In general, however, ethical and social concerns center not so much
on the improvement of traits for alleviation of deficiencies or on the
reduction of disease risk, but on the augmentation of functions that
without intervention would be considered entirely normal. For some
individuals, technologies that can enhance traits are even more
attractive than those that would merely duplicate them (e.g., cloning).
And, although the distinctions between cure and enhancement might be
obvious to some, they can lose meaning in medical practice or in
formulating health policy. For example, interventions that begin in an
effort to cure could slide quickly toward interventions that enhance.
Regulatory Issues
The questions raised above also create significant new challenges to our regulatory capabilities.
On September 11, 1997, the National Institutes of Health (NIH)
convened a conference on genetic enhancement. The meeting was prompted
by a request to NIH to approve a protocol for conducting a gene therapy
experiment on healthy volunteers, rather than on patients. Although the
experiment was part of an effort to develop treatments for cystic
fibrosis, the proposed use of healthy subjects raised, for the first
time, the questions of whether and in what circumstances it was
appropriate to use gene insertion technology in healthy volunteers.
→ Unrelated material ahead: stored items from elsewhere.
mod branch;
mod classify;
mod declaration;
mod definitions;
mod navigator;
mod scanner;
mod scope;

use tracing::warn;

use crate::diagnostics::Diagnostic;
use crate::lexer::{Lexer, LexerError, Token};
use crate::position::SourcePositions;

pub use branch::{restore, snapshot, BranchFrame, BranchKind, BranchStack, StateSnapshot};
pub use classify::{
    is_assignment_operator, is_identifier, is_member_access, is_modifier, is_reserved_word,
    is_type_keyword, needs_init_check,
};
pub use declaration::{is_binding_name, try_parse_declaration, Declaration};
pub use definitions::{
    class_body_at, extract_parameter_bindings, function_signature_at, is_class_definition_at,
    is_function_definition_at, is_lambda_definition_at, lambda_signature_at,
    prototype_parameters_end_at, Signature,
};
pub use navigator::{
    find_matching_brace, find_matching_paren, find_next_meaningful, find_next_token,
    find_prev_meaningful, is_meaningful, split_top_level, statement_end, BracketIndex,
};
pub use scanner::FlowScanner;
pub use scope::{ScopeTable, VariableRecord, VariableState};

#[derive(Debug, Clone, PartialEq, Eq)]
pub struct AnalyzeOptions {
    /// Join the two arms of an `if`/`else`: a variable is initialized after
    /// the statement only when both arms initialized it. When off, the state
    /// left by the arm scanned last carries on.
    pub merge_else_branches: bool,
    /// Report reads of variables that are initialized on some paths only.
    pub report_maybe_initialized: bool,
}

impl Default for AnalyzeOptions {
    fn default() -> Self {
        Self {
            merge_else_branches: false,
            report_maybe_initialized: true,
        }
    }
}

/// Reports reads of risky-typed variables that may happen before any
/// assignment. `source_lines` is only used to recover columns for tokens
/// that do not carry one.
pub fn analyze(tokens: &[Token], source_lines: &[&str], filename: &str) -> Vec<Diagnostic> {
    analyze_with_options(tokens, source_lines, filename, &AnalyzeOptions::default())
}

pub fn analyze_with_options(
    tokens: &[Token],
    source_lines: &[&str],
    filename: &str,
    options: &AnalyzeOptions,
) -> Vec<Diagnostic> {
    let positions = SourcePositions::new(filename, source_lines);
    FlowScanner::new(tokens, &positions, options).run().into_vec()
}

#[derive(Debug, Default)]
pub struct AnalysisReport {
    pub diagnostics: Vec<Diagnostic>,
    /// Set when the code could not be tokenized. `diagnostics` is empty then.
    pub lexer_error: Option<LexerError>,
}

/// Tokenizes `code` and analyzes it.
pub fn analyze_source(code: &str, filename: &str, options: &AnalyzeOptions) -> AnalysisReport {
    let tokens = match Lexer::from_text(code).tokenize() {
        Ok(tokens) => tokens,
        Err(err) => {
            warn!(file = %filename, error = %err, "tokenization failed, skipping analysis");
            return AnalysisReport {
                diagnostics: Vec::new(),
                lexer_error: err.downcast::<LexerError>().ok(),
            };
        }
    };

    let lines: Vec<&str> = code.split('\n').collect();
    AnalysisReport {
        diagnostics: analyze_with_options(&tokens, &lines, filename, options),
        lexer_error: None,
    }
}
Exactly how to regulate this potential use of genetic technology remains
unclear.
In order for the Food and Drug Administration (FDA) to control the
introduction and use of genetic enhancement technologies, these
techniques would have to be considered to be drugs, biologics, or
medical devices, categories for which FDA has the authority to regulate
genetic enhancements. Regarding drugs used for enhancement purposes, the
definition of a drug in the Federal Food, Drug, and Cosmetic Act
includes not only "articles intended for use in the diagnosis, cure,
mitigation, treatment, or prevention of disease in man" but also
"articles (other than food) intended to affect the structure or function
of the body of man." The agency has relied on this definition to assert
drug regulatory authority over products such as wrinkle creams and
tanning agents that are intended to enhance the appearance of the body
but that achieve results by affecting the body's structural or
functional components. The agency will be challenged by the need to
determine when enhancement is "genetic" (versus nongenetic, for example,
liposuction or cosmetic surgery) and when genetic manipulation is
"enhancement." In addition, FDA's ability to regulate genetic
enhancements in the traditional areas of safety and efficacy will be put
to the test by data deficiencies and the subjectivity of judgments
about risk and benefit. In addition, enhancement techniques are likely
to emerge as unapproved or off-label uses of approved products, uses
over which FDA lacks effective regulatory control.